- [Data shown]
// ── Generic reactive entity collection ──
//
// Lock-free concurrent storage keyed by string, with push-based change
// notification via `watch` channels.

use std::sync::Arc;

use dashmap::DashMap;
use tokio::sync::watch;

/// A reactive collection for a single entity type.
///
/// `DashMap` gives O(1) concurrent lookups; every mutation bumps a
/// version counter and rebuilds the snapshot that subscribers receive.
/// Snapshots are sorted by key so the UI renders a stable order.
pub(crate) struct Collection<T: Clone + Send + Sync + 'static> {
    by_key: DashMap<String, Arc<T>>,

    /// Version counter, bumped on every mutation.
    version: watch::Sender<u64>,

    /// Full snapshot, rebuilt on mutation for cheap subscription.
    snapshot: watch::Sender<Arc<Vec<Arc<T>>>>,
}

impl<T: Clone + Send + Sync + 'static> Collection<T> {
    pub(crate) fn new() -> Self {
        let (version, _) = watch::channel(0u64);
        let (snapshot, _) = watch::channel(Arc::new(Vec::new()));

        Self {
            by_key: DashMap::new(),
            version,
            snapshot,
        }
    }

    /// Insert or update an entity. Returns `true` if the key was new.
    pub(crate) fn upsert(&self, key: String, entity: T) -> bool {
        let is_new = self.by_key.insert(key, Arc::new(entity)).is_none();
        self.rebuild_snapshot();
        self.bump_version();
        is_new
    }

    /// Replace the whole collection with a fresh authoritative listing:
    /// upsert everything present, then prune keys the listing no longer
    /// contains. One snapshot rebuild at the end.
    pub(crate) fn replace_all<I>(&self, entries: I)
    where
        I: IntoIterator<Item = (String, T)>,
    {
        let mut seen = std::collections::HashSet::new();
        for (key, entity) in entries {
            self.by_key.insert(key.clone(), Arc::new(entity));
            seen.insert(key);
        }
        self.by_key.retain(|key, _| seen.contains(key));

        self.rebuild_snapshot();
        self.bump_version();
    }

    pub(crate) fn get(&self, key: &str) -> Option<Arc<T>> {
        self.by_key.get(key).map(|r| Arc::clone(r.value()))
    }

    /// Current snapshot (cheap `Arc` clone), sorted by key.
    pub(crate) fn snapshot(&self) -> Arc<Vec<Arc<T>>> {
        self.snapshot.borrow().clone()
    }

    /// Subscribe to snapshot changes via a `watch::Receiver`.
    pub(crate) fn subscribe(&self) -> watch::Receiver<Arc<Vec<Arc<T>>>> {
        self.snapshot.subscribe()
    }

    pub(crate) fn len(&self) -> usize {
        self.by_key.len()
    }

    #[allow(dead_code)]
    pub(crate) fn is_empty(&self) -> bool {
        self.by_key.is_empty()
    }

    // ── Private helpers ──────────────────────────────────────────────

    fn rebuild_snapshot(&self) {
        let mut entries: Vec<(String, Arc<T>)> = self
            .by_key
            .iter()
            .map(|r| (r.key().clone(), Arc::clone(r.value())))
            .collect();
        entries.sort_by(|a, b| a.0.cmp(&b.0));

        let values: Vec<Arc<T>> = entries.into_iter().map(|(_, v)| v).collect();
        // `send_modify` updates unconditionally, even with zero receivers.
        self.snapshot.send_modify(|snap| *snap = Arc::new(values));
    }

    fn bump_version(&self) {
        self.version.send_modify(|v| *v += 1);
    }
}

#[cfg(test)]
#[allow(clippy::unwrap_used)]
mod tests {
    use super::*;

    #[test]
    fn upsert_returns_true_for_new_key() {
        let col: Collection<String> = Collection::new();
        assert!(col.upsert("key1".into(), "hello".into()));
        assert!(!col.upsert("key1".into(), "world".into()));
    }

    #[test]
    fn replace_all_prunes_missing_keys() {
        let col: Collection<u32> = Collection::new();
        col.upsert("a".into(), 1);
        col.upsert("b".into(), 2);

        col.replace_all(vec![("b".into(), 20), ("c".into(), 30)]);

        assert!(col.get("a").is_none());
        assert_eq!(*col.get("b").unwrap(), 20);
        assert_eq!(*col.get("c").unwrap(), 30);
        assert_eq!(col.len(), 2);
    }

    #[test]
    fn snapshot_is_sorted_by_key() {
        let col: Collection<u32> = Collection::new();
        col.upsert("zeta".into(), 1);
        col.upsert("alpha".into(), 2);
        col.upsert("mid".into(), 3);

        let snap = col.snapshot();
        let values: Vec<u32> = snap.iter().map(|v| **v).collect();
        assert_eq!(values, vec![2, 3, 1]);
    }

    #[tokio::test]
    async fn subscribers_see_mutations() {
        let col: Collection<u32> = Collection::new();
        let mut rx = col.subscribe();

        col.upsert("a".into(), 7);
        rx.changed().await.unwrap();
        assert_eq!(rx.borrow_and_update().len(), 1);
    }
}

- [Description of the task]
Scan the records above and show every line in which the word "crate" occurs.

- [Final answer]
pub(crate) struct Collection<T: Clone + Send + Sync + 'static> {
    pub(crate) fn new() -> Self {
    pub(crate) fn upsert(&self, key: String, entity: T) -> bool {
    pub(crate) fn replace_all<I>(&self, entries: I)
    pub(crate) fn get(&self, key: &str) -> Option<Arc<T>> {
    pub(crate) fn snapshot(&self) -> Arc<Vec<Arc<T>>> {
    pub(crate) fn subscribe(&self) -> watch::Receiver<Arc<Vec<Arc<T>>>> {
    pub(crate) fn len(&self) -> usize {
    pub(crate) fn is_empty(&self) -> bool {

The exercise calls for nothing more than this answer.